Work to complete: Provide the entries once more, identical in every word.

Records for processing:
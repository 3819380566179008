use serde_json::Value;
use thiserror::Error;

use crate::domain::bin_record::BinRecord;

const WRAPPER_KEYS: &[&str] = &["data", "bins", "items"];

#[derive(Debug, Clone, PartialEq)]
pub struct ParsedBins {
    pub bins: Vec<BinRecord>,
    pub skipped: usize,
}

#[derive(Debug, Error, PartialEq)]
pub enum ParseError {
    #[error("payload must be a JSON array of bins")]
    InvalidPayloadType,
}

pub fn parse_bin_list(payload: &Value) -> Result<ParsedBins, ParseError> {
    let items = match payload {
        Value::Array(items) => items,
        Value::Object(object) => WRAPPER_KEYS
            .iter()
            .find_map(|key| object.get(*key).and_then(Value::as_array))
            .ok_or(ParseError::InvalidPayloadType)?,
        _ => return Err(ParseError::InvalidPayloadType),
    };

    let mut bins = Vec::with_capacity(items.len());
    let mut skipped = 0_usize;

    for item in items {
        match parse_bin(item) {
            Some(bin) => bins.push(bin),
            None => skipped += 1,
        }
    }

    Ok(ParsedBins { bins, skipped })
}

pub fn parse_bin(item: &Value) -> Option<BinRecord> {
    if !item.is_object() {
        return None;
    }

    match serde_json::from_value::<BinRecord>(item.clone()) {
        Ok(bin) => Some(bin),
        Err(error) => {
            tracing::debug!(error = %error, "skipping malformed bin record");
            None
        }
    }
}

#[cfg(test)]
mod tests {
    use serde_json::json;

    use super::{ParseError, parse_bin_list};

    #[test]
    fn parses_top_level_array() {
        let payload = json!([
            {"id": "1", "address": "A"},
            {"id": "2", "fillLevel": 30}
        ]);

        let parsed = parse_bin_list(&payload).expect("list should parse");

        assert_eq!(parsed.bins.len(), 2);
        assert_eq!(parsed.skipped, 0);
        assert_eq!(parsed.bins[1].fill_level, Some(30.0));
    }

    #[test]
    fn unwraps_data_envelope() {
        let payload = json!({"data": [{"id": "1"}], "total": 1});

        let parsed = parse_bin_list(&payload).expect("list should parse");

        assert_eq!(parsed.bins.len(), 1);
        assert_eq!(parsed.bins[0].id, "1");
    }

    #[test]
    fn skips_non_record_values() {
        let payload = json!([
            null,
            42,
            "bin",
            {"id": "1"},
            {"id": "2", "deviceHealth": "broken"}
        ]);

        let parsed = parse_bin_list(&payload).expect("list should parse");

        assert_eq!(parsed.bins.len(), 1);
        assert_eq!(parsed.bins[0].id, "1");
        assert_eq!(parsed.skipped, 4);
    }

    #[test]
    fn keeps_records_without_id_for_reconciler_to_drop() {
        let payload = json!([{"address": "A"}]);

        let parsed = parse_bin_list(&payload).expect("list should parse");

        assert_eq!(parsed.bins.len(), 1);
        assert!(!parsed.bins[0].has_identity());
    }

    #[test]
    fn rejects_scalar_and_unwrapped_objects() {
        assert_eq!(
            parse_bin_list(&json!("bins")),
            Err(ParseError::InvalidPayloadType)
        );
        assert_eq!(
            parse_bin_list(&json!({"id": "1"})),
            Err(ParseError::InvalidPayloadType)
        );
    }
}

The completed task:
repository 3819380566179008
use serde_json::Value;
use thiserror::Error;

use crate::domain::bin_record::BinRecord;

const WRAPPER_KEYS: &[&str] = &["data", "bins", "items"];

#[derive(Debug, Clone, PartialEq)]
pub struct ParsedBins {
    pub bins: Vec<BinRecord>,
    pub skipped: usize,
}

#[derive(Debug, Error, PartialEq)]
pub enum ParseError {
    #[error("payload must be a JSON array of bins")]
    InvalidPayloadType,
}

pub fn parse_bin_list(payload: &Value) -> Result<ParsedBins, ParseError> {
    let items = match payload {
        Value::Array(items) => items,
        Value::Object(object) => WRAPPER_KEYS
            .iter()
            .find_map(|key| object.get(*key).and_then(Value::as_array))
            .ok_or(ParseError::InvalidPayloadType)?,
        _ => return Err(ParseError::InvalidPayloadType),
    };

    let mut bins = Vec::with_capacity(items.len());
    let mut skipped = 0_usize;

    for item in items {
        match parse_bin(item) {
            Some(bin) => bins.push(bin),
            None => skipped += 1,
        }
    }

    Ok(ParsedBins { bins, skipped })
}

pub fn parse_bin(item: &Value) -> Option<BinRecord> {
    if !item.is_object() {
        return None;
    }

    match serde_json::from_value::<BinRecord>(item.clone()) {
        Ok(bin) => Some(bin),
        Err(error) => {
            tracing::debug!(error = %error, "skipping malformed bin record");
            None
        }
    }
}

#[cfg(test)]
mod tests {
    use serde_json::json;

    use super::{ParseError, parse_bin_list};

    #[test]
    fn parses_top_level_array() {
        let payload = json!([
            {"id": "1", "address": "A"},
            {"id": "2", "fillLevel": 30}
        ]);

        let parsed = parse_bin_list(&payload).expect("list should parse");

        assert_eq!(parsed.bins.len(), 2);
        assert_eq!(parsed.skipped, 0);
        assert_eq!(parsed.bins[1].fill_level, Some(30.0));
    }

    #[test]
    fn unwraps_data_envelope() {
        let payload = json!({"data": [{"id": "1"}], "total": 1});

        let parsed = parse_bin_list(&payload).expect("list should parse");

        assert_eq!(parsed.bins.len(), 1);
        assert_eq!(parsed.bins[0].id, "1");
    }

    #[test]
    fn skips_non_record_values() {
        let payload = json!([
            null,
            42,
            "bin",
            {"id": "1"},
            {"id": "2", "deviceHealth": "broken"}
        ]);

        let parsed = parse_bin_list(&payload).expect("list should parse");

        assert_eq!(parsed.bins.len(), 1);
        assert_eq!(parsed.bins[0].id, "1");
        assert_eq!(parsed.skipped, 4);
    }

    #[test]
    fn keeps_records_without_id_for_reconciler_to_drop() {
        let payload = json!([{"address": "A"}]);

        let parsed = parse_bin_list(&payload).expect("list should parse");

        assert_eq!(parsed.bins.len(), 1);
        assert!(!parsed.bins[0].has_identity());
    }

    #[test]
    fn rejects_scalar_and_unwrapped_objects() {
        assert_eq!(
            parse_bin_list(&json!("bins")),
            Err(ParseError::InvalidPayloadType)
        );
        assert_eq!(
            parse_bin_list(&json!({"id": "1"})),
            Err(ParseError::InvalidPayloadType)
        );
    }
}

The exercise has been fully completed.